While all three articles adopt different positions, and point to the complexity of what happened, one thing remains clear. Berlusconi would not be ruling Italy now if he did not dominate a massive media empire that enabled him to manufacture a political party. As Aidan White reminds us in a contribution on recent developments in Korea, media moguls make politics not just profits.
The second reason for concern is that the power potentially at the disposal of media moguls tends to be exerted in a one-sided way. Of course, this power is qualified and constrained in many ways by the power available to consumers and staff, the suppliers of news, regulators, rival producers, the wider cultural patterns of society. But it is simply naïve to imagine that it does not exist.
Murdoch may have presided over the subversive Simpsons but he is also the man who bullied his British journalists to follow a right-wing agenda, and gave birth to the conservative Fox TV in the United States. This is part of a more general pattern in which shareholder interventions sometimes advance conservative or market-friendly positions, but more rarely their antithesis.
The third reason for concern is that the concentration of market power can stifle competition. A fundamental reason for the long-standing deficiencies of the British national press, for example, is that it has been controlled so long by an oligopoly. No new independent national newspaper has been launched, and has managed to stay independent, during the last seventy years.

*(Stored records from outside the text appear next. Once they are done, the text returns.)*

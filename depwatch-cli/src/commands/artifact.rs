//! `depwatch binscan` / `depwatch iotscan` command handler

use std::sync::Arc;

use tracing::info;

use depwatch_core::types::{OutputMode, ScanKind};
use depwatch_engine::ScanTask;

use crate::cli::ArtifactArgs;
use crate::commands::{AppContext, execute_task, resolve_target};
use crate::error::CliError;
use crate::output::OutputWriter;

/// Execute an artifact upload scan of the given kind.
pub async fn execute(
    args: ArtifactArgs,
    kind: ScanKind,
    app: &AppContext,
    writer: &OutputWriter,
) -> Result<(), CliError> {
    let task = build_task(&args, kind)?;
    let settings = app.engine_settings()?;
    let client = Arc::new(app.api_client()?);
    info!(path = %task.target_path().display(), %kind, "starting artifact scan");

    let task = execute_task(client, settings, task).await?;
    writer.render(&task.report())
}

/// Build an artifact task; the target may be a single file or a directory.
pub fn build_task(args: &ArtifactArgs, kind: ScanKind) -> Result<ScanTask, CliError> {
    let target = resolve_target(&args.path)?;
    let task = ScanTask::builder(target, kind)
        .output_mode(OutputMode::from_json_flag(args.json))
        .build()?;
    Ok(task)
}

#[cfg(test)]
mod tests {
    use super::*;

    #[test]
    fn test_build_binary_task_for_file() {
        let dir = tempfile::tempdir().unwrap();
        let jar = dir.path().join("app.jar");
        std::fs::write(&jar, b"PK").unwrap();

        let task = build_task(
            &ArtifactArgs {
                path: jar.clone(),
                json: true,
            },
            ScanKind::Binary,
        )
        .unwrap();
        assert_eq!(task.kind(), ScanKind::Binary);
        assert_eq!(task.output_mode(), OutputMode::MachineReadable);
        assert_eq!(task.target_path(), std::fs::canonicalize(&jar).unwrap());
    }

    #[test]
    fn test_missing_artifact_is_path_error() {
        let err = build_task(
            &ArtifactArgs {
                path: "/no/firmware.bin".into(),
                json: false,
            },
            ScanKind::Firmware,
        )
        .unwrap_err();
        assert_eq!(err.kind(), "path");
    }
}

To this can be added perhaps a fourth concern. The dominant position that emerged in this debate that media concentration undoubtedly exists but matters relatively little fairly accurately reflects the balance of opinion, both in the relevant academic literature and in wider political debate. This is giving rise to a one-sided protection of our freedoms: a state of constant alert against the abuse of state power over the media, reflected in the development of numerous safeguards, not matched by an equivalent vigilance and set of safeguards directed against the abuse of shareholder power over the media.
Indeed, one consequence of the current quiescence is that media conglomerates have been able to persuade governments around the world to ease monopoly controls. In the 1980s, lobbyists argued that these were redundant since the advent of new communication technology would lead to the break-up of media empires. Now the argument is more frequently heard that media consolidation is necessary for success in the competitive global marketplace. This shift symbolises the way in which successful media giants have so far weathered the storm of increased competition, and won increased acceptance in the era of market liberalism.